The HE is an index of series stability [28]. If we think of distorted vowels as “unstable,” we can use the HE to quantify this. An HE closer to 1 indicates more stability, and an HE closer to 0 indicates more distortion. This level of interpretability makes the HE a desirable measure. The traditional approach for extracting the HE is rescaled range analysis (see [28]). This approach involves dividing the signal into small windows, evaluating the deviation from the mean within each window, and calculating the average rescaled range (R/S) across all windows of that size. This process is repeated for windows of larger sizes. The slope of the line fit to the graph of log(average R/S) versus log(window size) is the HE. In general this process expects that within each window the signal is stationary. DFA, described below, is a technique that can be used when stationarity does not hold within each window, and has previously been applied to speech signals [15]. However, as we also describe below, despite potential nonstationarities in small windows, we find that the traditional R/S approach generally produces a linear log-log plot. Thus we also explore the use of this approach to measure speech stability.

Detrended fluctuation analysis.

DFA is a method for estimating the HE from data when nonstationarities are present [29]. The obtained measure is also referred to as DFA. The primary difference between DFA and the R/S approach is that DFA removes trends within each window by fitting and adjusting for low-order polynomials. We extract DFA using Python [30].

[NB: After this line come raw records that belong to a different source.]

use core::time::Duration;

use async_trait::async_trait;
use membership_wire::{Endpoint, Headers, MembershipPayload};
use tokio::sync::{mpsc, oneshot};

/// A SYNC request received from a peer, awaiting a SYNC-ACK reply.
///
/// Produced by a [`Transport`] implementation's inbound channel and consumed
/// by the Sync Engine, which answers with the local table snapshot via
/// `respond` (spec.md §5: "every SYNC is answered with a SYNC-ACK carrying
/// the receiver's own membership view").
#[derive(Debug)]
pub struct InboundRequest {
    pub from: Endpoint,
    pub headers: Headers,
    pub payload: MembershipPayload,
    pub respond: oneshot::Sender<MembershipPayload>,
}

/// The only network-facing collaborator this crate depends on. Transport is
/// deliberately request/response shaped rather than raw send/receive: SYNC
/// and SYNC-ACK are always paired by `correlation_id` (spec.md §5), so the
/// pairing is pushed down into the trait instead of re-implemented by every
/// caller.
///
/// Implementations own the wire encoding, retries below the transport layer,
/// and connection lifecycle; this crate only ever sees [`MembershipPayload`]
/// and [`Headers`].
#[async_trait]
pub trait Transport: Send + Sync + 'static {
    /// Send a SYNC to `to` and wait up to `timeout` for its SYNC-ACK.
    async fn request(
        &self,
        to: &Endpoint,
        headers: Headers,
        payload: MembershipPayload,
        timeout: Duration,
    ) -> eyre::Result<MembershipPayload>;

    /// Subscribe to inbound SYNC requests from peers. Called once at
    /// startup by the Sync Engine; the returned receiver is drained for the
    /// lifetime of the membership service.
    async fn listen(&self) -> eyre::Result<mpsc::Receiver<InboundRequest>>;
}
use std::collections::BTreeMap;

use serde::{Deserialize, Serialize};

use crate::endpoint::Endpoint;

/// Liveness state of a [`Member`].
///
/// Ordering here is declaration order only and must not be used for the
/// merge rule's conflict resolution — see `MembershipTable::merge` in
/// `membership-core`, which implements the non-total-order transition table
/// from spec.md §4.1 explicitly rather than via `Ord`.
#[derive(Clone, Copy, Debug, Eq, PartialEq, Serialize, Deserialize)]
pub enum MemberStatus {
    Trusted,
    Suspected,
    Shutdown,
    Removed,
}

impl MemberStatus {
    #[must_use]
    pub const fn is_terminal(self) -> bool {
        matches!(self, Self::Removed)
    }
}

/// A known cluster peer: its address, its liveness state, and opaque
/// application metadata.
#[derive(Clone, Debug, PartialEq, Serialize, Deserialize)]
#[non_exhaustive]
pub struct Member {
    pub endpoint: Endpoint,
    pub status: MemberStatus,
    pub metadata: BTreeMap<String, String>,
}

impl Member {
    #[must_use]
    pub fn new(endpoint: Endpoint, status: MemberStatus) -> Self {
        Self {
            endpoint,
            status,
            metadata: BTreeMap::new(),
        }
    }

    #[must_use]
    pub fn with_metadata(mut self, metadata: BTreeMap<String, String>) -> Self {
        self.metadata = metadata;
        self
    }
}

Filtered vowel distortion measures.

We propose a set of FVDM that can describe the distortion of vowels within connected speech even when nonstationarities are present. Our pipeline for extracting these measures, which is summarized in Figure 1, first quantifies and corrects for the multiplicative and additive trends causing the nonstationary, and then calculates the HE of the remaining signal using the R/S approach. The main idea is that the trend components removed by DFA may themselves contain relevant information about HD manifestation. As a result, we aim to quantify these trend components, while also using the HE to estimate stability. The proposed pipeline provides three FVDM for each vowel: multiplicative component variance (FVDM-MCV), additive component variance (FVDM-ACV), and vowel stability (FVDM-VS).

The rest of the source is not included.